The turning point came when her daughter spelt her name during a game played at a party. “My friends were very surprised that at two, Ashley could spell,” she says.
Intrigued by the way she taught her children, her friends later requested that she teach their kids too in an informal playgroup setting.
Soon, by word of mouth, she was getting requests from friends of friends.
She started institutionalising her value sets and teaching methods and after three years of teaching on a private level, she set up Bibinogs in 2008.
Inspired by Dr. Howard Gardner’s Multiple Intelligences Theory, she created a unique curriculum based on Intelligences@play™ programme for Bibinogs.
This programme recognises that each child has a unique set of talents and abilities and embraces their different “intelligences” to enhance their learning.
Promoting bilingualism and teaching Mandarin to young children is another aspect that is close to her heart. At home, she speaks to her children only in Mandarin.
Ms Ng believes that each child learns through different ways. “My daughter is musically inclined. I find that when I teach her through sing-spelling, it is much more effective than when I teach her by rote,” says the mother of two.

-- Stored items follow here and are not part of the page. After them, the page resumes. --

//! Call records and the aggregate snapshots built from them.

use std::collections::BTreeMap;
use std::time::Duration;

use chrono::{DateTime, Utc};
use serde::{Deserialize, Serialize};

use crate::data_type::DataType;
use crate::error::{FailureKind, MercatoError};
use crate::health::ProviderHealthSnapshot;

/// How a service-level call ended.
#[derive(Debug, Clone, Copy, PartialEq, Eq, Hash, Serialize, Deserialize)]
#[serde(rename_all = "snake_case")]
pub enum CallOutcome {
    /// A value was returned (fresh, cached or via a dedup leader).
    Success,
    /// No value could be produced.
    Failure,
}

/// One adapter invocation inside a call.
#[derive(Debug, Clone, PartialEq, Serialize, Deserialize)]
pub struct ProviderAttempt {
    /// Provider name.
    pub provider: String,
    /// Time spent in the adapter, in milliseconds.
    pub latency_ms: f64,
    /// `None` on success, otherwise the failure classification.
    pub failure: Option<FailureKind>,
}

/// Append-only record of one service-level operation.
#[derive(Debug, Clone, PartialEq, Serialize, Deserialize)]
pub struct CallRecord {
    /// Wall-clock completion time.
    pub timestamp: DateTime<Utc>,
    /// Requested data type.
    pub data_type: DataType,
    /// Normalized symbol (or macro series id).
    pub symbol: String,
    /// Full request key.
    pub key: String,
    /// Providers attempted, in order.
    pub providers_tried: Vec<String>,
    /// Provider whose value was returned.
    pub provider_used: Option<String>,
    /// Overall outcome.
    pub outcome: CallOutcome,
    /// Served from cache without touching any provider.
    pub cache_hit: bool,
    /// Served by a provider other than the first eligible one.
    pub fallback_used: bool,
    /// Served by awaiting another caller's in-flight fetch.
    pub deduplicated: bool,
    /// End-to-end latency, in milliseconds.
    pub latency_ms: f64,
    /// Per-adapter detail, in try order.
    pub attempts: Vec<ProviderAttempt>,
    /// Final error when `outcome` is `Failure`.
    pub error: Option<MercatoError>,
}

impl CallRecord {
    /// End-to-end latency as a `Duration`.
    #[must_use]
    pub fn latency(&self) -> Duration {
        Duration::from_secs_f64(self.latency_ms.max(0.0) / 1_000.0)
    }

    /// Whether the call failed.
    #[must_use]
    pub fn is_error(&self) -> bool {
        self.outcome == CallOutcome::Failure
    }
}

/// Latency percentiles in milliseconds over the retained window.
#[derive(Debug, Clone, Copy, PartialEq, Default, Serialize, Deserialize)]
pub struct LatencyPercentiles {
    /// Samples the percentiles were computed from.
    pub samples: usize,
    /// Median.
    pub p50: f64,
    /// 90th percentile.
    pub p90: f64,
    /// 95th percentile.
    pub p95: f64,
    /// 99th percentile.
    pub p99: f64,
}

/// Min/avg/max latency in milliseconds.
#[derive(Debug, Clone, Copy, PartialEq, Default, Serialize, Deserialize)]
pub struct LatencySummary {
    /// Fastest observed.
    pub min_ms: f64,
    /// Mean.
    pub avg_ms: f64,
    /// Slowest observed.
    pub max_ms: f64,
}

/// Process-wide totals.
#[derive(Debug, Clone, Copy, PartialEq, Default, Serialize, Deserialize)]
pub struct TotalStats {
    /// Service-level calls recorded.
    pub calls: u64,
    /// Calls that returned a value.
    pub successes: u64,
    /// Calls that returned no value.
    pub failures: u64,
    /// Calls served from cache.
    pub cache_hits: u64,
    /// Calls that missed the cache.
    pub cache_misses: u64,
    /// Calls served by a fallback provider.
    pub fallbacks: u64,
    /// Calls served by awaiting an in-flight leader.
    pub deduplicated: u64,
    /// `cache_hits / calls`.
    pub cache_hit_rate: f64,
    /// `failures / calls`.
    pub failure_rate: f64,
    /// `fallbacks / calls`.
    pub fallback_rate: f64,
}

/// Aggregates for one provider, over every attempt since start (or reset).
#[derive(Debug, Clone, PartialEq, Default, Serialize, Deserialize)]
pub struct ProviderStats {
    /// Provider name.
    pub name: String,
    /// Adapter invocations.
    pub attempts: u64,
    /// Successful invocations.
    pub successes: u64,
    /// Failed invocations.
    pub failures: u64,
    /// Failures classified as `NotFound`.
    pub not_found: u64,
    /// Failures classified as `RateLimited`.
    pub rate_limited: u64,
    /// Failures classified as `Timeout`.
    pub timeouts: u64,
    /// `successes / attempts`, if any attempt was made.
    pub success_rate: Option<f64>,
    /// Latency over all attempts.
    pub latency: LatencySummary,
    /// Most recent failure.
    pub last_error: Option<MercatoError>,
    /// When the most recent failure happened.
    pub last_error_time: Option<DateTime<Utc>>,
}

/// Aggregates for one data type.
#[derive(Debug, Clone, Copy, PartialEq, Default, Serialize, Deserialize)]
pub struct DataTypeStats {
    /// Service-level calls.
    pub calls: u64,
    /// Calls that returned a value.
    pub successes: u64,
    /// Calls that returned no value.
    pub failures: u64,
    /// Calls served from cache.
    pub cache_hits: u64,
    /// Calls served by a fallback provider.
    pub fallbacks: u64,
    /// Mean end-to-end latency, in milliseconds.
    pub avg_latency_ms: f64,
}

/// Read-only view of cache counters.
#[derive(Debug, Clone, Copy, PartialEq, Default, Serialize, Deserialize)]
pub struct CacheStats {
    /// Live entries (expired entries not yet purged included).
    pub entries: usize,
    /// Configured entry budget.
    pub capacity: usize,
    /// Lookups that returned a value.
    pub hits: u64,
    /// Lookups that returned nothing (including expired entries).
    pub misses: u64,
    /// `hits / (hits + misses)`.
    pub hit_rate: f64,
    /// Entries dropped by capacity pressure.
    pub evictions: u64,
    /// Entries dropped because their TTL elapsed.
    pub expirations: u64,
}

/// Aggregate snapshot returned by `get_stats`.
#[derive(Debug, Clone, PartialEq, Serialize, Deserialize)]
pub struct StatsSnapshot {
    /// When collection started.
    pub started_at: DateTime<Utc>,
    /// Seconds since `started_at`.
    pub uptime_seconds: u64,
    /// Process-wide totals.
    pub totals: TotalStats,
    /// Per-provider aggregates, keyed by name.
    pub providers: BTreeMap<String, ProviderStats>,
    /// Per-data-type aggregates.
    pub data_types: BTreeMap<DataType, DataTypeStats>,
    /// Most recent failed calls, newest first.
    pub recent_errors: Vec<CallRecord>,
    /// Cache counters.
    pub cache: CacheStats,
    /// Provider health, in priority order.
    pub health: Vec<ProviderHealthSnapshot>,
}

/// Detailed snapshot returned by `get_metrics`; a superset of [`StatsSnapshot`].
#[derive(Debug, Clone, PartialEq, Serialize, Deserialize)]
pub struct MetricsSnapshot {
    /// Everything `get_stats` reports.
    #[serde(flatten)]
    pub stats: StatsSnapshot,
    /// Percentiles across every provider.
    pub latency: LatencyPercentiles,
    /// Percentiles per provider.
    pub provider_latency: BTreeMap<String, LatencyPercentiles>,
    /// Recent calls, newest first.
    pub recent_calls: Vec<CallRecord>,
}
use mercato_core::{MacroObservation, MacroSeries};

use super::date;

pub fn by_id(source: &str, id: &str) -> Option<MacroSeries> {
    let (title, units, values): (&str, &str, &[f64]) = match id {
        "DGS10" => ("10-Year Treasury Yield", "percent", &[4.05, 4.12, 4.18]),
        "CPIAUCSL" => ("Consumer Price Index", "index", &[308.4, 309.7, 310.3]),
        _ => return None,
    };
    let mut observations = Vec::with_capacity(values.len());
    for (month, value) in (1u32..).zip(values) {
        observations.push(MacroObservation {
            date: date(2024, month, 1)?,
            value: *value,
        });
    }
    Some(MacroSeries {
        series_id: id.to_string(),
        title: Some(title.to_string()),
        units: Some(units.to_string()),
        observations,
        source: source.to_string(),
    })
}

She adopts multiple approaches to teaching so that each child can learn from the different activities during each interaction.
Once a parent even requested for her 18-month-old daughter to be given “phonic tuition” so that she could speak faster.
Although she empathises with the parent, she believes that children learn at different paces and level up after a certain time.
“I constantly remind my teachers that they are to expose the children to a variety of things, but not expect them to know everything they are taught,” she explains.
She maintains small intimate class sizes and a low student to teacher ratio so that teachers are not as stretched.
Her personal conviction is that children should be treated with love and respect.
“We need to guide a child appropriately and not crush the spirit of the child by yelling or imposing pressure on him,” she says.
“This also enables the school to provide accurate feedback on each child’s development and for us to fine-tune our curriculum where necessary.”
Currently, Bibinogs has two schools in Singapore and in May, it will start kindergarten classes within its expanded premises at Serene Centre.
She hopes to expand to more locations to make the programme more accessible.
These days, she is more hands-on in managing the school. Other than catching up with the teachers on the needs of the students, she works independently to develop the school curriculum.
“Occasionally I visit schools in the United States and China to acquire best practices of early childhood education,” she adds.
To her, it is important “to remain steadfast in what one believes in and produce consistently good work”.
“People will then recognise you for how good you are at what you do,” she says.